Peer-Reviewed Publication

PLOS

Research in Malaysia, published in the latest PLoS Medicine, has established that drugs considered essential for adequate health care are often priced beyond the reach of the poorer members of society. It would cost, for example, three days wages for a low-paid government worker to buy a month’s supply of a commonly prescribed stomach ulcer pill.

The researchers, from Malaysia and from France, looked at the cost of 48 key drugs across the country; 28 were part of a "core list" identified by the World Health Organization as "essential drugs" on the basis of the global burden of disease and 20 reflected health care needs in Malaysia itself. The costs of each medicine were collected from government hospitals, private pharmacies, and dispensing doctors. The researchers noted both the prices of the "innovator brands’ (made by the original patent holder) and of "generic" brands (an equivalent drug produced by a different company once the exclusive patent has expired). Prices were compared against international reference prices (IRP), which are the average prices offered by not-for-profit drug companies to developing countries. The researchers also compared t he cost of the drugs with daily wages, in order to work out their "affordability."

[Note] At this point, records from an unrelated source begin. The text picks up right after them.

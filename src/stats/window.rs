use std::cmp::Ordering;
use std::collections::HashSet;

use chrono::NaiveDate;

use super::errors::StatsError;
use super::models::{NbaPlayerGame, NbaTeamGame, NflPassingGame, NflRushingReceivingGame};

/// Number of most recent games to return; always positive.
#[derive(Debug, Clone, Copy, PartialEq, Eq)]
pub struct WindowSize(usize);

impl WindowSize {
    pub fn new(n: i64) -> Result<Self, StatsError> {
        if n <= 0 {
            return Err(StatsError::invalid(format!("window size must be positive, got {n}")));
        }
        usize::try_from(n)
            .map(Self)
            .map_err(|_| StatsError::invalid(format!("window size {n} is too large")))
    }

    pub fn get(&self) -> usize {
        self.0
    }
}

/// A per-game row that can be ordered by recency.
pub trait GameRecord {
    fn game_id(&self) -> &str;
    fn game_date(&self) -> NaiveDate;
}

macro_rules! game_record {
    ($($ty:ty),* $(,)?) => {
        $(impl GameRecord for $ty {
            fn game_id(&self) -> &str {
                &self.game_id
            }

            fn game_date(&self) -> NaiveDate {
                self.game_date
            }
        })*
    };
}

game_record!(NbaPlayerGame, NbaTeamGame, NflRushingReceivingGame, NflPassingGame);

/// Numeric ids compare as numbers so `"10"` is newer than `"9"`.
fn cmp_game_id(a: &str, b: &str) -> Ordering {
    match (a.parse::<u64>(), b.parse::<u64>()) {
        (Ok(a), Ok(b)) => a.cmp(&b),
        _ => a.cmp(b),
    }
}

/// Most recent first, game id breaking ties, each game once, at most `size` entries.
pub fn apply<T: GameRecord>(mut games: Vec<T>, size: WindowSize) -> Vec<T> {
    games.sort_by(|a, b| {
        b.game_date()
            .cmp(&a.game_date())
            .then_with(|| cmp_game_id(b.game_id(), a.game_id()))
    });

    let mut seen = HashSet::new();
    games.retain(|g| seen.insert(g.game_id().to_string()));
    games.truncate(size.get());
    games
}
//! Entry points the HTTP layer calls, one per domain question.
//!
//! [`StatsService`] owns the catalog and the injected store. League-specific questions live on the
//! [`NbaStats`] and [`NflStats`] views.

mod nba;
mod nfl;

pub use nba::NbaStats;
pub use nfl::NflStats;

use std::fmt::Display;
use std::future::Future;
use std::sync::Arc;
use std::time::Duration;

use tokio::time::Instant;
use tracing::{debug, instrument, warn};

use super::catalog::{Catalog, Dataset, Filter, Resolution};
use super::errors::{StatsError, StoreError};
use super::mapper::{map_rows, metric_record, FromRow};
use super::models::{EntityKey, League, MatchPolicy, MetricRecord, PropLine, Season, SubjectKind};
use super::query::QueryPlan;
use super::repository::{Row, SqlParam, StatsStore};
use super::snapshot::select_current;
use crate::config::StatsConfig;

/// Per-call options. A deadline bounds every storage call made on behalf of the caller.
#[derive(Debug, Clone, Copy, Default, PartialEq, Eq)]
pub struct QueryContext {
    deadline: Option<Instant>,
}

impl QueryContext {
    pub fn new() -> Self {
        Self::default()
    }

    pub fn with_deadline(deadline: Instant) -> Self {
        Self {
            deadline: Some(deadline),
        }
    }

    pub fn with_timeout(timeout: Duration) -> Self {
        Self::with_deadline(Instant::now() + timeout)
    }

    pub fn deadline(&self) -> Option<Instant> {
        self.deadline
    }

    async fn run<T, F>(&self, call: F) -> Result<T, StoreError>
    where
        F: Future<Output = Result<T, StoreError>>,
    {
        match self.deadline {
            Some(deadline) => tokio::time::timeout_at(deadline, call)
                .await
                .map_err(|_| StoreError::DeadlineExceeded)?,
            None => call.await,
        }
    }
}

pub struct StatsService {
    store: Arc<dyn StatsStore>,
    catalog: Catalog,
    config: StatsConfig,
}

impl StatsService {
    pub fn new(store: Arc<dyn StatsStore>, config: StatsConfig) -> Self {
        Self {
            store,
            catalog: Catalog::new(&config),
            config,
        }
    }

    pub fn nba(&self) -> NbaStats<'_> {
        NbaStats::new(self)
    }

    pub fn nfl(&self) -> NflStats<'_> {
        NflStats::new(self)
    }

    pub fn config(&self) -> &StatsConfig {
        &self.config
    }

    pub fn catalog(&self) -> &Catalog {
        &self.catalog
    }

    /// Fetches a metric record for one subject, narrowed to `metrics` (all when empty).
    #[instrument(skip(self, ctx, key), fields(key = %key))]
    pub async fn metrics(
        &self,
        ctx: &QueryContext,
        dataset: Dataset,
        key: &EntityKey,
        metrics: &[&str],
    ) -> Result<MetricRecord, StatsError> {
        let resolution = self.catalog.resolve(key.league, dataset, metrics)?;
        let plan = self.subject_plan(ctx, resolution, key).await?;

        let row = self
            .fetch_one(ctx, "metrics", key, &plan)
            .await?
            .ok_or_else(|| StatsError::NotFound(format!("no {dataset} for {key}")))?;

        let population = self.catalog.league(key.league).team_population();
        let record = metric_record(plan.resolution(), population, &key.identifier, &row)?;

        debug!(
            metric_count = record.metrics.len(),
            missing = record.missing.len(),
            "Metric record assembled"
        );
        Ok(record)
    }

    /// Plan for a dataset filtered to one subject, by name when the dataset is keyed by name
    /// and by resolved id otherwise.
    async fn subject_plan(
        &self,
        ctx: &QueryContext,
        resolution: Resolution,
        key: &EntityKey,
    ) -> Result<QueryPlan, StatsError> {
        let plan = QueryPlan::new(resolution);
        if plan.resolution().mapping.filter(Filter::Subject).is_some() {
            plan.filter(Filter::Subject, key.identifier.as_str())
        } else {
            let id = self.resolve_id(ctx, key, MatchPolicy::First).await?;
            plan.filter(Filter::SubjectId, id)
        }
    }

    /// Rows naming the subject in the league's lookup table.
    async fn lookup(&self, ctx: &QueryContext, key: &EntityKey) -> Result<Vec<Row>, StatsError> {
        let dataset = match key.kind {
            SubjectKind::Player => Dataset::PlayerLookup,
            SubjectKind::Team => Dataset::TeamLookup,
        };
        let plan = QueryPlan::new(self.catalog.resolve(key.league, dataset, &[])?)
            .filter(Filter::Subject, key.identifier.as_str())?;
        self.fetch(ctx, "lookup", key, &plan).await
    }

    /// Resolves a name to the surrogate id the stats tables are keyed by.
    async fn resolve_id(
        &self,
        ctx: &QueryContext,
        key: &EntityKey,
        policy: MatchPolicy,
    ) -> Result<SqlParam, StatsError> {
        let id_field = match key.kind {
            SubjectKind::Player => "player_id",
            SubjectKind::Team => "team_id",
        };
        let rows = self.lookup(ctx, key).await?;
        let Some(first) = rows.first() else {
            return Err(StatsError::NotFound(key.to_string()));
        };
        let id = first.id_param(id_field)?;

        if policy == MatchPolicy::Unique {
            for row in &rows[1..] {
                if row.id_param(id_field)? != id {
                    return Err(StatsError::invalid(format!("{key} matches more than one {}", key.kind)));
                }
            }
        }

        debug!(key = %key, matches = rows.len(), "Resolved subject id");
        Ok(id)
    }

    /// Fails with `NotFound` unless the subject appears in the lookup table.
    async fn ensure_exists(&self, ctx: &QueryContext, key: &EntityKey) -> Result<(), StatsError> {
        if self.lookup(ctx, key).await?.is_empty() {
            return Err(StatsError::NotFound(key.to_string()));
        }
        Ok(())
    }

    async fn fetch(
        &self,
        ctx: &QueryContext,
        stage: &'static str,
        key: impl Display,
        plan: &QueryPlan,
    ) -> Result<Vec<Row>, StatsError> {
        let (sql, params) = plan.render();
        debug!(stage, sql = %sql, param_count = params.len(), "Running stats query");
        ctx.run(self.store.query(&sql, &params))
            .await
            .map_err(|source| storage_error(stage, key, source))
    }

    async fn fetch_one(
        &self,
        ctx: &QueryContext,
        stage: &'static str,
        key: impl Display,
        plan: &QueryPlan,
    ) -> Result<Option<Row>, StatsError> {
        let (sql, params) = plan.render();
        debug!(stage, sql = %sql, param_count = params.len(), "Running stats lookup");
        ctx.run(self.store.query_one(&sql, &params))
            .await
            .map_err(|source| storage_error(stage, key, source))
    }

    /// Runs an unfiltered listing, or one filtered by `key`, and maps every row.
    async fn list<T: FromRow>(
        &self,
        ctx: &QueryContext,
        league: League,
        dataset: Dataset,
        key: Option<&EntityKey>,
    ) -> Result<Vec<T>, StatsError> {
        let mut plan = QueryPlan::new(self.catalog.resolve(league, dataset, &[])?);
        if let Some(key) = key {
            plan = plan.filter(Filter::Subject, key.identifier.as_str())?;
        }
        let label = match key {
            Some(key) => key.to_string(),
            None => format!("{league} {dataset}"),
        };
        let rows = self.fetch(ctx, "list", &label, &plan).await?;
        map_rows(&rows)
    }

    /// Current prop lines for a player and market, restricted to the configured books.
    async fn prop_lines(
        &self,
        ctx: &QueryContext,
        key: &EntityKey,
        market: &str,
    ) -> Result<Vec<PropLine>, StatsError> {
        let books = &self.config.sportsbooks;
        let mut plan = QueryPlan::new(self.catalog.resolve(key.league, Dataset::PropOdds, &[])?)
            .filter(Filter::Subject, key.identifier.as_str())?
            .filter(Filter::Market, market)?;
        if !books.is_unrestricted() {
            plan = plan.filter_in(Filter::Book, books.books().iter().map(String::as_str))?;
        }

        let rows = self.fetch(ctx, "prop_odds", key, &plan).await?;
        let snapshots: Vec<PropLine> = map_rows(&rows)?;
        let observed = snapshots.len();
        let current = select_current(snapshots, books, self.config.snapshot_tie_break);

        debug!(key = %key, market, observed, current = current.len(), "Selected current prop lines");
        Ok(current)
    }

    fn nba_season(&self, raw: Option<&str>) -> Result<Season, StatsError> {
        match raw.map(str::trim).filter(|s| !s.is_empty()) {
            Some(raw) => Season::parse(League::Nba, raw),
            None => Season::parse(League::Nba, &self.config.default_nba_season),
        }
    }
}

fn storage_error(stage: &'static str, key: impl Display, source: StoreError) -> StatsError {
    let key = key.to_string();
    warn!(stage, key = %key, error = %source, "Stats storage call failed");
    StatsError::Storage { stage, key, source }
}

fn required<'a>(name: &str, value: &'a str) -> Result<&'a str, StatsError> {
    let value = value.trim();
    if value.is_empty() {
        return Err(StatsError::invalid(format!("{name} is required")));
    }
    Ok(value)
}

fn id_text(id: &SqlParam) -> String {
    match id {
        SqlParam::Text(v) => v.clone(),
        SqlParam::Int(v) => v.to_string(),
        SqlParam::Float(v) => v.to_string(),
    }
}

Prices were on average up to 16 times higher than the IRP. The availability of medicines was also poor, with only 25% of generic medicines available through the public sector. One month’s supply of ranitidine (a drug for stomach ulcers) was equivalent to around three days’ wages for a low-paid government worker, and one month’s supply of fluoxetine (an antidepressant) would cost around 26 days’ wages. The cost of medicines in Malaysia appears to be much higher than in India and Sri Lanka, where there are government regulations intended to make medicines affordable. In contrast, Malaysia allows market forces to determine drug prices. The researchers say that the Malaysian government should set up mechanisms to prevent drug manufacturers from increasing prices too much and thus ensure greater access to essential medicines. The research has implications for health policy in other parts of the world.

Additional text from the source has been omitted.